The limits of filopodium stability
Sander Pronk, Phillip L. Geissler, Daniel A. Fletcher

TL;DR
This paper investigates the stability of filopodia, revealing conditions under which they can be arbitrarily long and stable, and predicting a helical shape for filaments in such structures, challenging traditional buckling limits.
Contribution
It provides a theoretical and computational analysis showing that filopodia stability is not limited by Euler buckling and predicts a helical filament shape in long stable filopodia.
Findings
Filopodia can be stable at arbitrary lengths under certain conditions.
Filaments in stable filopodia may adopt a helical shape.

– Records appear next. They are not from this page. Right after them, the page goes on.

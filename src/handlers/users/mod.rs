pub mod create;
pub mod list;
pub mod role;

pub use create::user_post;
pub use list::users_get;
pub use role::role_put;

use serde_json::{json, Value};

use crate::database::models::user::User;

/// Public wire shape for a user record.
pub(crate) fn user_to_json(user: &User) -> Value {
    json!({
        "id": user.id,
        "external_id": user.external_id,
        "email": user.email,
        "name": user.name,
        "role": user.role.as_str(),
        "supervisor_id": user.supervisor_id,
        "created_at": user.created_at,
        "updated_at": user.updated_at,
        "deleted_at": user.deleted_at,
    })
}
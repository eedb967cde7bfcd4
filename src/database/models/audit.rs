use chrono::{DateTime, Utc};
use serde::Serialize;
use serde_json::Value;
use uuid::Uuid;

/// Append-only audit record. One entry is written per mutated entity; entries
/// are never updated or deleted by this service.
#[derive(Debug, Clone, Serialize)]
pub struct AuditEntry {
    pub entity: String,
    pub entity_id: Uuid,
    pub action: String,
    pub actor_id: Uuid,
    pub before: Value,
    pub after: Value,
    pub created_at: DateTime<Utc>,
}

impl AuditEntry {
    pub fn new(
        entity: impl Into<String>,
        entity_id: Uuid,
        action: impl Into<String>,
        actor_id: Uuid,
        before: Value,
        after: Value,
    ) -> Self {
        Self {
            entity: entity.into(),
            entity_id,
            action: action.into(),
            actor_id,
            before,
            after,
            created_at: Utc::now(),
        }
    }
}
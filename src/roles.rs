use serde::{Deserialize, Serialize};
use thiserror::Error;

/// Workforce roles, totally ordered by privilege level.
///
/// Stored as text in the users table; unknown stored values are rejected at the
/// deserialization boundary instead of being carried through business logic.
#[derive(Debug, Clone, Copy, PartialEq, Eq, Hash, Serialize, Deserialize)]
#[serde(rename_all = "SCREAMING_SNAKE_CASE")]
pub enum Role {
    Unassigned,
    Employee,
    ContactManager,
    Supervisor,
    Admin,
    SuperAdmin,
}

/// All roles, lowest privilege first.
pub const ALL_ROLES: [Role; 6] = [
    Role::Unassigned,
    Role::Employee,
    Role::ContactManager,
    Role::Supervisor,
    Role::Admin,
    Role::SuperAdmin,
];

impl Role {
    /// Privilege level. Higher level outranks lower.
    pub fn level(&self) -> u8 {
        match self {
            Role::Unassigned => 0,
            Role::Employee => 1,
            Role::ContactManager => 2,
            Role::Supervisor => 3,
            Role::Admin => 4,
            Role::SuperAdmin => 5,
        }
    }

    /// A caller may grant any role at or below its own level.
    pub fn can_assign(&self, target: Role) -> bool {
        self.level() >= target.level()
    }

    /// Roles this role is allowed to grant, lowest first.
    pub fn assignable_roles(&self) -> Vec<Role> {
        ALL_ROLES
            .iter()
            .copied()
            .filter(|r| self.can_assign(*r))
            .collect()
    }

    /// User-management capability: supervisors and above.
    pub fn can_manage_users(&self) -> bool {
        matches!(self, Role::Supervisor | Role::Admin | Role::SuperAdmin)
    }

    /// Canonical storage form.
    pub fn as_str(&self) -> &'static str {
        match self {
            Role::Unassigned => "UNASSIGNED",
            Role::Employee => "EMPLOYEE",
            Role::ContactManager => "CONTACT_MANAGER",
            Role::Supervisor => "SUPERVISOR",
            Role::Admin => "ADMIN",
            Role::SuperAdmin => "SUPER_ADMIN",
        }
    }
}

impl std::str::FromStr for Role {
    type Err = RoleParseError;

    fn from_str(s: &str) -> Result<Self, Self::Err> {
        match s {
            "UNASSIGNED" => Ok(Role::Unassigned),
            "EMPLOYEE" => Ok(Role::Employee),
            "CONTACT_MANAGER" => Ok(Role::ContactManager),
            "SUPERVISOR" => Ok(Role::Supervisor),
            "ADMIN" => Ok(Role::Admin),
            "SUPER_ADMIN" => Ok(Role::SuperAdmin),
            other => Err(RoleParseError(other.to_string())),
        }
    }
}

impl std::fmt::Display for Role {
    fn fmt(&self, f: &mut std::fmt::Formatter<'_>) -> std::fmt::Result {
        f.write_str(self.as_str())
    }
}

/// Raised when persisted or client-supplied role text is not in the closed set.
#[derive(Debug, Clone, PartialEq, Eq, Error)]
#[error("Unknown role: {0}")]
pub struct RoleParseError(pub String);

/// A requested change to a user's role.
///
/// `Unassign` carries the deletion semantics: the user's role is forced to
/// `Unassigned` and the record is soft-deleted.
#[derive(Debug, Clone, Copy, PartialEq, Eq)]
pub enum RoleChange {
    Set(Role),
    Unassign,
}

impl RoleChange {
    /// Map the wire form (`"role": "SUPERVISOR"` or `"role": null`) to a change.
    pub fn from_wire(role: Option<Role>) -> Self {
        match role {
            Some(role) => RoleChange::Set(role),
            None => RoleChange::Unassign,
        }
    }
}

#[cfg(test)]
mod tests {
    use super::*;
    use std::str::FromStr;

    #[test]
    fn levels_strictly_increase_along_hierarchy() {
        for pair in ALL_ROLES.windows(2) {
            assert!(
                pair[0].level() < pair[1].level(),
                "expected {} < {}",
                pair[0],
                pair[1]
            );
        }
    }

    #[test]
    fn can_assign_is_level_bounded() {
        assert!(Role::SuperAdmin.can_assign(Role::SuperAdmin));
        assert!(Role::Admin.can_assign(Role::Supervisor));
        assert!(Role::Supervisor.can_assign(Role::Employee));
        assert!(!Role::Supervisor.can_assign(Role::Admin));
        assert!(!Role::Employee.can_assign(Role::Supervisor));
    }

    #[test]
    fn assignable_roles_are_everything_at_or_below() {
        assert_eq!(
            Role::Supervisor.assignable_roles(),
            vec![
                Role::Unassigned,
                Role::Employee,
                Role::ContactManager,
                Role::Supervisor
            ]
        );
        assert_eq!(Role::SuperAdmin.assignable_roles().len(), ALL_ROLES.len());
    }

    #[test]
    fn manage_users_is_supervisor_and_above() {
        assert!(!Role::Unassigned.can_manage_users());
        assert!(!Role::Employee.can_manage_users());
        assert!(!Role::ContactManager.can_manage_users());
        assert!(Role::Supervisor.can_manage_users());
        assert!(Role::Admin.can_manage_users());
        assert!(Role::SuperAdmin.can_manage_users());
    }

    #[test]
    fn storage_form_round_trips() {
        for role in ALL_ROLES {
            assert_eq!(Role::from_str(role.as_str()).unwrap(), role);
        }
    }

    #[test]
    fn unknown_role_text_is_rejected() {
        let err = Role::from_str("MANAGER").unwrap_err();
        assert_eq!(err, RoleParseError("MANAGER".to_string()));
    }

    #[test]
    fn wire_null_means_unassign() {
        assert_eq!(RoleChange::from_wire(None), RoleChange::Unassign);
        assert_eq!(
            RoleChange::from_wire(Some(Role::Employee)),
            RoleChange::Set(Role::Employee)
        );
    }
}
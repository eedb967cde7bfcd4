// handlers/users/create.rs - POST /api/users handler

use axum::{extract::Extension, http::StatusCode, response::Json};
use serde::Deserialize;
use serde_json::{json, Value};
use std::sync::Arc;

use crate::context::AppContext;
use crate::error::ApiError;
use crate::handlers::users::user_to_json;
use crate::middleware::auth::AuthUser;
use crate::roles::Role;

#[derive(Debug, Deserialize)]
pub struct CreateUserRequest {
    pub external_id: String,
    pub email: String,
    pub name: String,
    pub role: Role,
}

/// POST /api/users - Provision a user with an initial role.
///
/// The caller must be allowed to grant the requested role; the same guard
/// covers role changes on existing users.
pub async fn user_post(
    Extension(ctx): Extension<Arc<AppContext>>,
    Extension(auth): Extension<AuthUser>,
    Json(payload): Json<CreateUserRequest>,
) -> Result<(StatusCode, Json<Value>), ApiError> {
    let user = ctx
        .users
        .create_user(
            &auth.external_id,
            payload.external_id,
            &payload.email,
            payload.name,
            payload.role,
        )
        .await?;

    Ok((
        StatusCode::CREATED,
        Json(json!({
            "success": true,
            "data": user_to_json(&user)
        })),
    ))
}
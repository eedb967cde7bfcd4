// handlers/auth/whoami.rs - GET /api/auth/whoami handler

use axum::{extract::Extension, response::Json};
use serde_json::{json, Value};
use std::sync::Arc;

use crate::context::AppContext;
use crate::error::ApiError;
use crate::middleware::auth::AuthUser;

/// GET /api/auth/whoami - Current authenticated caller, as the directory sees
/// them. Resolves through the authorization service so a revoked or
/// soft-deleted caller is turned away even with a still-valid token.
pub async fn whoami_get(
    Extension(ctx): Extension<Arc<AppContext>>,
    Extension(auth): Extension<AuthUser>,
) -> Result<Json<Value>, ApiError> {
    let user = ctx.authorization.resolve_caller(&auth.external_id).await?;

    Ok(Json(json!({
        "success": true,
        "data": {
            "id": user.id,
            "external_id": user.external_id,
            "email": user.email,
            "name": user.name,
            "role": user.role.as_str(),
            "supervisor_id": user.supervisor_id,
            "created_at": user.created_at,
        }
    })))
}
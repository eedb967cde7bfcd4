pub mod commands;
pub mod utils;

use clap::{Parser, Subcommand};

#[derive(Parser)]
#[command(name = "warden")]
#[command(about = "Warden CLI - Command-line interface for the workforce supervision API")]
#[command(version)]
pub struct Cli {
    #[arg(long, global = true, help = "Output in human-readable text format")]
    pub text: bool,

    #[arg(long, global = true, help = "Output in JSON format")]
    pub json: bool,

    #[arg(
        long,
        global = true,
        default_value = "http://localhost:3000",
        help = "API server base URL (or set WARDEN_SERVER)"
    )]
    pub server: String,

    #[arg(
        long,
        global = true,
        help = "Bearer token for protected endpoints (or set WARDEN_TOKEN)"
    )]
    pub token: Option<String>,

    #[command(subcommand)]
    pub command: Commands,
}

#[derive(Subcommand)]
pub enum Commands {
    #[command(about = "Check server health")]
    Health,

    #[command(about = "Show the authenticated caller")]
    Whoami,

    #[command(about = "Atomically reassign a batch of employees to a supervisor")]
    Reassign {
        #[arg(
            long = "user",
            required = true,
            help = "Target employee email (repeat for a batch)"
        )]
        users: Vec<String>,

        #[arg(long, help = "New supervisor email; omit to unassign")]
        supervisor: Option<String>,
    },

    #[command(about = "Mint a local JWT for ops and testing")]
    Token {
        #[arg(long, help = "Identity-provider subject of the caller")]
        external_id: String,

        #[arg(long)]
        email: String,

        #[arg(long)]
        name: String,

        #[arg(long, default_value = "EMPLOYEE", help = "Role claim (informational)")]
        role: String,
    },
}

#[derive(Debug, Clone, Copy)]
pub enum OutputFormat {
    Text,
    Json,
}

impl Cli {
    pub fn output_format(&self) -> OutputFormat {
        if self.json {
            OutputFormat::Json
        } else {
            OutputFormat::Text
        }
    }

    /// Server base URL: flag wins, then WARDEN_SERVER.
    pub fn server_url(&self) -> String {
        if self.server != "http://localhost:3000" {
            return self.server.trim_end_matches('/').to_string();
        }
        std::env::var("WARDEN_SERVER")
            .unwrap_or_else(|_| self.server.clone())
            .trim_end_matches('/')
            .to_string()
    }

    /// Bearer token: flag wins, then WARDEN_TOKEN.
    pub fn bearer_token(&self) -> Option<String> {
        self.token
            .clone()
            .or_else(|| std::env::var("WARDEN_TOKEN").ok())
    }
}
use async_trait::async_trait;
use sqlx::PgPool;
use thiserror::Error;

use crate::database::models::audit::AuditEntry;

/// Errors surfaced by audit sink adapters.
#[derive(Debug, Error)]
pub enum AuditError {
    #[error("Database error: {0}")]
    Database(#[from] sqlx::Error),

    #[error("Audit sink unavailable: {0}")]
    Unavailable(String),
}

/// Append-only audit trail seam. Failures here never roll back the mutation
/// being audited; callers log them for operators and move on.
#[async_trait]
pub trait AuditSink: Send + Sync {
    async fn record(&self, entry: AuditEntry) -> Result<(), AuditError>;
}

/// Postgres-backed sink appending to the audit_log table.
pub struct PgAuditSink {
    pool: PgPool,
}

impl PgAuditSink {
    pub fn new(pool: PgPool) -> Self {
        Self { pool }
    }
}

#[async_trait]
impl AuditSink for PgAuditSink {
    async fn record(&self, entry: AuditEntry) -> Result<(), AuditError> {
        sqlx::query(
            "INSERT INTO audit_log (entity, entity_id, action, actor_id, before, after, created_at)
             VALUES ($1, $2, $3, $4, $5, $6, $7)",
        )
        .bind(&entry.entity)
        .bind(entry.entity_id)
        .bind(&entry.action)
        .bind(entry.actor_id)
        .bind(&entry.before)
        .bind(&entry.after)
        .bind(entry.created_at)
        .execute(&self.pool)
        .await?;

        Ok(())
    }
}
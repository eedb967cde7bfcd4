use serde_json::{json, Value};
use std::sync::Arc;
use thiserror::Error;

use crate::database::audit::AuditSink;
use crate::database::models::audit::AuditEntry;
use crate::database::models::user::{NewUser, User};
use crate::database::users::{DirectoryError, UserDirectory};
use crate::roles::{Role, RoleChange};
use crate::services::authorization::{AuthError, AuthorizationService, Capability};
use crate::services::reassignment::ValidationError;
use crate::services::{is_valid_email, normalize_email};

#[derive(Debug, Error)]
pub enum UserAdminError {
    #[error(transparent)]
    Auth(#[from] AuthError),

    #[error(transparent)]
    Validation(#[from] ValidationError),

    #[error(transparent)]
    Directory(#[from] DirectoryError),
}

/// Thin administration surface around the directory: provisioning, role
/// changes (including the soft-delete path), and listing. Every mutation is
/// gated by the authorization service first and audited after.
pub struct UserAdminService {
    authorization: AuthorizationService,
    directory: Arc<dyn UserDirectory>,
    audit: Arc<dyn AuditSink>,
}

impl UserAdminService {
    pub fn new(
        authorization: AuthorizationService,
        directory: Arc<dyn UserDirectory>,
        audit: Arc<dyn AuditSink>,
    ) -> Self {
        Self {
            authorization,
            directory,
            audit,
        }
    }

    /// Provision a user with an initial role.
    pub async fn create_user(
        &self,
        caller_external_id: &str,
        external_id: String,
        raw_email: &str,
        name: String,
        role: Role,
    ) -> Result<User, UserAdminError> {
        let caller = self
            .authorization
            .require_role_change_allowed(caller_external_id, RoleChange::Set(role))
            .await?;

        let email = normalize_email(raw_email);
        if !is_valid_email(&email) {
            return Err(ValidationError::InvalidEmailFormat(email).into());
        }

        let user = self
            .directory
            .insert(NewUser {
                external_id,
                email,
                name,
                role,
            })
            .await?;

        self.record_audit(AuditEntry::new(
            "user",
            user.id,
            "user.create",
            caller.id,
            Value::Null,
            json!({ "email": user.email, "role": user.role.as_str() }),
        ))
        .await;

        tracing::info!(caller = %caller.email, user = %user.email, role = %user.role, "user provisioned");
        Ok(user)
    }

    /// Apply a role change to the user behind `raw_email`. `Unassign` is the
    /// soft-delete path: role forced to `Unassigned`, record marked deleted.
    pub async fn change_role(
        &self,
        caller_external_id: &str,
        raw_email: &str,
        change: RoleChange,
    ) -> Result<User, UserAdminError> {
        let caller = self
            .authorization
            .require_role_change_allowed(caller_external_id, change)
            .await?;

        let email = normalize_email(raw_email);
        let target = self
            .directory
            .find_active_by_email(&email)
            .await?
            .ok_or_else(|| ValidationError::TargetUserNotFound(email.clone()))?;

        match change {
            RoleChange::Set(role) => {
                self.directory.update_role(target.id, role).await?;

                self.record_audit(AuditEntry::new(
                    "user",
                    target.id,
                    "user.role_change",
                    caller.id,
                    json!({ "role": target.role.as_str() }),
                    json!({ "role": role.as_str() }),
                ))
                .await;

                tracing::info!(caller = %caller.email, user = %target.email, role = %role, "role changed");
            }
            RoleChange::Unassign => {
                self.directory.soft_delete(target.id).await?;

                self.record_audit(AuditEntry::new(
                    "user",
                    target.id,
                    "user.soft_delete",
                    caller.id,
                    json!({ "role": target.role.as_str(), "deleted": false }),
                    json!({ "role": Role::Unassigned.as_str(), "deleted": true }),
                ))
                .await;

                tracing::info!(caller = %caller.email, user = %target.email, "user soft-deleted");
            }
        }

        // Re-read so callers see the post-change record.
        let refreshed = self.directory.find_by_ids(&[target.id]).await?;
        Ok(refreshed.into_iter().next().unwrap_or(target))
    }

    /// Active users, for callers allowed to manage them.
    pub async fn list_users(&self, caller_external_id: &str) -> Result<Vec<User>, UserAdminError> {
        self.authorization
            .require_capability(caller_external_id, Capability::ManageUsers, "user.list")
            .await?;
        Ok(self.directory.list_active().await?)
    }

    async fn record_audit(&self, entry: AuditEntry) {
        if let Err(error) = self.audit.record(entry).await {
            tracing::error!(%error, "audit write failed");
        }
    }
}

Experimental observations support the theoretical predictions.
Abstract
Filopodia are long, finger-like membrane tubes supported by cytoskeletal filaments. Their shape is determined by the stiffness of the actin filament bundles found inside them and by the interplay between the surface tension and bending rigidity of the membrane. Although one might expect the Euler buckling instability to limit the length of filopodia, we show through simple energetic considerations that this is in general not the case. By further analyzing the statics of filaments inside membrane tubes, and through computer simulations that capture membrane and filament fluctuations, we show under which conditions filopodia of arbitrary lengths are stable. We discuss several in vitro experiments where this kind of stability has already been observed. Furthermore, we predict that the filaments in long, stable filopodia adopt a helical shape.